→ Data to examine
• • • •

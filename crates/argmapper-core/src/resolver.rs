//! The orchestrator: plan, then attempt candidate chains until one succeeds.
//!
//! A resolution moves through `Planning`, then `Attempting(i)` for each
//! candidate in plan order, and ends in `Success(i)` or `Exhausted`. The
//! first chain to complete wins; every attempt up to it is recorded in the
//! trail, in order.

use std::fmt;
use std::sync::atomic::{AtomicUsize, Ordering};

use argmapper_types::{ArgStruct, Environment};
use rayon::prelude::*;
use tracing::{debug, trace, warn};

use crate::cache::InvocationCache;
use crate::config::{ExecutionMode, ResolverConfig};
use crate::converter::{Converter, ConverterId};
use crate::error::ResolveError;
use crate::executor::{ChainRun, Executor};
use crate::planner::{Chain, Plan, Planner};
use crate::result::{Attempt, Outcome, ResolveResult};
use crate::target::{Func, Target};

#[derive(Debug, Clone, Copy, PartialEq, Eq)]
pub(crate) enum ResolutionState {
    Planning,
    Attempting(usize),
    Success(usize),
    Exhausted,
}

impl fmt::Display for ResolutionState {
    fn fmt(&self, f: &mut fmt::Formatter<'_>) -> fmt::Result {
        match self {
            ResolutionState::Planning => write!(f, "planning"),
            ResolutionState::Attempting(i) => write!(f, "attempting #{}", i),
            ResolutionState::Success(i) => write!(f, "success #{}", i),
            ResolutionState::Exhausted => write!(f, "exhausted"),
        }
    }
}

fn transition(state: ResolutionState) {
    trace!(state = %state, "resolution state");
}

/// Owns the registered converters and resolves targets against them.
#[derive(Debug, Default)]
pub struct Resolver {
    converters: Vec<Converter>,
    config: ResolverConfig,
}

impl Resolver {
    pub fn new() -> Self {
        Self::default()
    }

    pub fn with_config(config: ResolverConfig) -> Self {
        Self {
            converters: Vec::new(),
            config,
        }
    }

    pub fn config(&self) -> &ResolverConfig {
        &self.config
    }

    /// Register a converter. Registration order is the tie-break between
    /// alternative producers of the same key.
    pub fn register(&mut self, converter: Converter) -> ConverterId {
        let id = ConverterId(self.converters.len());
        debug!(converter = %converter, id = %id, "registered converter");
        self.converters.push(converter);
        id
    }

    pub fn with_converter(mut self, converter: Converter) -> Self {
        self.register(converter);
        self
    }

    pub fn converters(&self) -> &[Converter] {
        &self.converters
    }

    /// Plan candidate chains without invoking anything.
    pub fn plan(&self, target: &Target, base: &Environment) -> Plan {
        Planner::new(&self.converters, base, self.config.max_chains).plan(target)
    }

    /// Resolve `target` from `base`.
    ///
    /// Never fails as a call: failures are reported through the returned
    /// result's trail. `base` is not modified.
    pub fn resolve(&self, target: &Target, base: &Environment) -> ResolveResult {
        transition(ResolutionState::Planning);
        let plan = self.plan(target, base);

        if !plan.unsatisfiable.is_empty() {
            let attempts: Vec<Attempt> = plan
                .unsatisfiable
                .into_iter()
                .enumerate()
                .map(|(index, u)| {
                    Attempt::planning_failure(
                        index,
                        Outcome::MissingInput {
                            key: u.key,
                            unresolved: u.unresolved,
                            cycles: u.cycles,
                        },
                    )
                })
                .collect();
            transition(ResolutionState::Exhausted);
            debug!(target = %target, attempts = attempts.len(), "target cannot be planned");
            return ResolveResult::new(None, attempts);
        }

        let cache = self.config.cache_invocations.then(InvocationCache::new);
        let executor = Executor::new(&self.converters).with_cache(cache.as_ref());

        let result = match self.config.execution {
            ExecutionMode::Sequential => self.attempt_sequential(&executor, &plan.chains, base, target),
            ExecutionMode::Parallel => self.attempt_parallel(&executor, &plan.chains, base, target),
        };

        let result = result.with_truncated(plan.truncated);

        if let Some(cache) = &cache {
            debug!(hits = cache.hits(), misses = cache.misses(), "invocation cache");
        }
        if result.truncated() && !result.is_success() {
            warn!(
                target = %target,
                max_chains = self.config.max_chains,
                "exhausted a truncated candidate list; a higher max_chains plans more chains"
            );
        }
        debug!(
            target = %target,
            success = result.is_success(),
            attempts = result.attempts().len(),
            "resolution finished"
        );
        result
    }

    /// Resolve `func`'s arguments from `base` and call it.
    pub fn call<I: ArgStruct, O>(
        &self,
        func: &Func<I, O>,
        base: &Environment,
    ) -> Result<O, ResolveError> {
        let env = self.resolve(func.target(), base).into_result()?;
        func.call_with(&env)
            .ok_or_else(|| ResolveError::TargetUnbuildable {
                target: func.name().to_string(),
                missing: env.missing(func.target().required()),
            })
    }

    fn attempt_sequential(
        &self,
        executor: &Executor<'_>,
        chains: &[Chain],
        base: &Environment,
        target: &Target,
    ) -> ResolveResult {
        let mut attempts = Vec::with_capacity(chains.len());
        for (index, chain) in chains.iter().enumerate() {
            transition(ResolutionState::Attempting(index));
            let run = executor.run(chain, base, target, &|| false);
            if let Some(value) = self.record(&mut attempts, index, chain, run) {
                transition(ResolutionState::Success(index));
                return ResolveResult::new(Some(value), attempts);
            }
        }
        transition(ResolutionState::Exhausted);
        ResolveResult::new(None, attempts)
    }

    /// Run every chain concurrently. A chain is cancelled between steps once
    /// an earlier chain has completed; the trail is then assembled in plan
    /// order and truncated at the lowest-index success.
    fn attempt_parallel(
        &self,
        executor: &Executor<'_>,
        chains: &[Chain],
        base: &Environment,
        target: &Target,
    ) -> ResolveResult {
        let winner = AtomicUsize::new(usize::MAX);
        let run_all = || -> Vec<ChainRun> {
            chains
                .par_iter()
                .enumerate()
                .map(|(index, chain)| {
                    trace!(state = %ResolutionState::Attempting(index), "resolution state");
                    let cancelled = || winner.load(Ordering::Acquire) < index;
                    let run = executor.run(chain, base, target, &cancelled);
                    if matches!(run, ChainRun::Completed(_)) {
                        winner.fetch_min(index, Ordering::AcqRel);
                    }
                    run
                })
                .collect()
        };

        let runs = match self.config.threads {
            Some(threads) => match rayon::ThreadPoolBuilder::new().num_threads(threads).build() {
                Ok(pool) => pool.install(run_all),
                Err(e) => {
                    warn!(threads, error = %e, "failed to build thread pool, using global pool");
                    run_all()
                }
            },
            None => run_all(),
        };

        let mut attempts = Vec::with_capacity(runs.len());
        for ((index, chain), run) in chains.iter().enumerate().zip(runs) {
            if let Some(value) = self.record(&mut attempts, index, chain, run) {
                transition(ResolutionState::Success(index));
                return ResolveResult::new(Some(value), attempts);
            }
        }
        transition(ResolutionState::Exhausted);
        ResolveResult::new(None, attempts)
    }

    /// Append the attempt for `run` and return the value if it completed.
    fn record(
        &self,
        attempts: &mut Vec<Attempt>,
        index: usize,
        chain: &Chain,
        run: ChainRun,
    ) -> Option<Environment> {
        let (outcome, value) = match run {
            ChainRun::Completed(env) => (Outcome::Success, Some(env)),
            ChainRun::Failed(outcome) => (outcome, None),
            ChainRun::Cancelled => return None,
        };
        debug!(index, chain = %chain, outcome = %outcome, "chain attempted");
        attempts.push(Attempt {
            index,
            chain: chain.clone(),
            converters: chain.names(&self.converters),
            outcome,
        });
        value
    }
}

• • • •

→ Action item
Could each line above be retyped exactly?

→ Answer to the exercise
filename crates/argmapper-core/src/resolver.rs
//! The orchestrator: plan, then attempt candidate chains until one succeeds.
//!
//! A resolution moves through `Planning`, then `Attempting(i)` for each
//! candidate in plan order, and ends in `Success(i)` or `Exhausted`. The
//! first chain to complete wins; every attempt up to it is recorded in the
//! trail, in order.

use std::fmt;
use std::sync::atomic::{AtomicUsize, Ordering};

use argmapper_types::{ArgStruct, Environment};
use rayon::prelude::*;
use tracing::{debug, trace, warn};

use crate::cache::InvocationCache;
use crate::config::{ExecutionMode, ResolverConfig};
use crate::converter::{Converter, ConverterId};
use crate::error::ResolveError;
use crate::executor::{ChainRun, Executor};
use crate::planner::{Chain, Plan, Planner};
use crate::result::{Attempt, Outcome, ResolveResult};
use crate::target::{Func, Target};

#[derive(Debug, Clone, Copy, PartialEq, Eq)]
pub(crate) enum ResolutionState {
    Planning,
    Attempting(usize),
    Success(usize),
    Exhausted,
}

impl fmt::Display for ResolutionState {
    fn fmt(&self, f: &mut fmt::Formatter<'_>) -> fmt::Result {
        match self {
            ResolutionState::Planning => write!(f, "planning"),
            ResolutionState::Attempting(i) => write!(f, "attempting #{}", i),
            ResolutionState::Success(i) => write!(f, "success #{}", i),
            ResolutionState::Exhausted => write!(f, "exhausted"),
        }
    }
}

fn transition(state: ResolutionState) {
    trace!(state = %state, "resolution state");
}

/// Owns the registered converters and resolves targets against them.
#[derive(Debug, Default)]
pub struct Resolver {
    converters: Vec<Converter>,
    config: ResolverConfig,
}

impl Resolver {
    pub fn new() -> Self {
        Self::default()
    }

    pub fn with_config(config: ResolverConfig) -> Self {
        Self {
            converters: Vec::new(),
            config,
        }
    }

    pub fn config(&self) -> &ResolverConfig {
        &self.config
    }

    /// Register a converter. Registration order is the tie-break between
    /// alternative producers of the same key.
    pub fn register(&mut self, converter: Converter) -> ConverterId {
        let id = ConverterId(self.converters.len());
        debug!(converter = %converter, id = %id, "registered converter");
        self.converters.push(converter);
        id
    }

    pub fn with_converter(mut self, converter: Converter) -> Self {
        self.register(converter);
        self
    }

    pub fn converters(&self) -> &[Converter] {
        &self.converters
    }

    /// Plan candidate chains without invoking anything.
    pub fn plan(&self, target: &Target, base: &Environment) -> Plan {
        Planner::new(&self.converters, base, self.config.max_chains).plan(target)
    }

    /// Resolve `target` from `base`.
    ///
    /// Never fails as a call: failures are reported through the returned
    /// result's trail. `base` is not modified.
    pub fn resolve(&self, target: &Target, base: &Environment) -> ResolveResult {
        transition(ResolutionState::Planning);
        let plan = self.plan(target, base);

        if !plan.unsatisfiable.is_empty() {
            let attempts: Vec<Attempt> = plan
                .unsatisfiable
                .into_iter()
                .enumerate()
                .map(|(index, u)| {
                    Attempt::planning_failure(
                        index,
                        Outcome::MissingInput {
                            key: u.key,
                            unresolved: u.unresolved,
                            cycles: u.cycles,
                        },
                    )
                })
                .collect();
            transition(ResolutionState::Exhausted);
            debug!(target = %target, attempts = attempts.len(), "target cannot be planned");
            return ResolveResult::new(None, attempts);
        }

        let cache = self.config.cache_invocations.then(InvocationCache::new);
        let executor = Executor::new(&self.converters).with_cache(cache.as_ref());

        let result = match self.config.execution {
            ExecutionMode::Sequential => self.attempt_sequential(&executor, &plan.chains, base, target),
            ExecutionMode::Parallel => self.attempt_parallel(&executor, &plan.chains, base, target),
        };

        let result = result.with_truncated(plan.truncated);

        if let Some(cache) = &cache {
            debug!(hits = cache.hits(), misses = cache.misses(), "invocation cache");
        }
        if result.truncated() && !result.is_success() {
            warn!(
                target = %target,
                max_chains = self.config.max_chains,
                "exhausted a truncated candidate list; a higher max_chains plans more chains"
            );
        }
        debug!(
            target = %target,
            success = result.is_success(),
            attempts = result.attempts().len(),
            "resolution finished"
        );
        result
    }

    /// Resolve `func`'s arguments from `base` and call it.
    pub fn call<I: ArgStruct, O>(
        &self,
        func: &Func<I, O>,
        base: &Environment,
    ) -> Result<O, ResolveError> {
        let env = self.resolve(func.target(), base).into_result()?;
        func.call_with(&env)
            .ok_or_else(|| ResolveError::TargetUnbuildable {
                target: func.name().to_string(),
                missing: env.missing(func.target().required()),
            })
    }

    fn attempt_sequential(
        &self,
        executor: &Executor<'_>,
        chains: &[Chain],
        base: &Environment,
        target: &Target,
    ) -> ResolveResult {
        let mut attempts = Vec::with_capacity(chains.len());
        for (index, chain) in chains.iter().enumerate() {
            transition(ResolutionState::Attempting(index));
            let run = executor.run(chain, base, target, &|| false);
            if let Some(value) = self.record(&mut attempts, index, chain, run) {
                transition(ResolutionState::Success(index));
                return ResolveResult::new(Some(value), attempts);
            }
        }
        transition(ResolutionState::Exhausted);
        ResolveResult::new(None, attempts)
    }

    /// Run every chain concurrently. A chain is cancelled between steps once
    /// an earlier chain has completed; the trail is then assembled in plan
    /// order and truncated at the lowest-index success.
    fn attempt_parallel(
        &self,
        executor: &Executor<'_>,
        chains: &[Chain],
        base: &Environment,
        target: &Target,
    ) -> ResolveResult {
        let winner = AtomicUsize::new(usize::MAX);
        let run_all = || -> Vec<ChainRun> {
            chains
                .par_iter()
                .enumerate()
                .map(|(index, chain)| {
                    trace!(state = %ResolutionState::Attempting(index), "resolution state");
                    let cancelled = || winner.load(Ordering::Acquire) < index;
                    let run = executor.run(chain, base, target, &cancelled);
                    if matches!(run, ChainRun::Completed(_)) {
                        winner.fetch_min(index, Ordering::AcqRel);
                    }
                    run
                })
                .collect()
        };

        let runs = match self.config.threads {
            Some(threads) => match rayon::ThreadPoolBuilder::new().num_threads(threads).build() {
                Ok(pool) => pool.install(run_all),
                Err(e) => {
                    warn!(threads, error = %e, "failed to build thread pool, using global pool");
                    run_all()
                }
            },
            None => run_all(),
        };

        let mut attempts = Vec::with_capacity(runs.len());
        for ((index, chain), run) in chains.iter().enumerate().zip(runs) {
            if let Some(value) = self.record(&mut attempts, index, chain, run) {
                transition(ResolutionState::Success(index));
                return ResolveResult::new(Some(value), attempts);
            }
        }
        transition(ResolutionState::Exhausted);
        ResolveResult::new(None, attempts)
    }

    /// Append the attempt for `run` and return the value if it completed.
    fn record(
        &self,
        attempts: &mut Vec<Attempt>,
        index: usize,
        chain: &Chain,
        run: ChainRun,
    ) -> Option<Environment> {
        let (outcome, value) = match run {
            ChainRun::Completed(env) => (Outcome::Success, Some(env)),
            ChainRun::Failed(outcome) => (outcome, None),
            ChainRun::Cancelled => return None,
        };
        debug!(index, chain = %chain, outcome = %outcome, "chain attempted");
        attempts.push(Attempt {
            index,
            chain: chain.clone(),
            converters: chain.names(&self.converters),
            outcome,
        });
        value
    }
}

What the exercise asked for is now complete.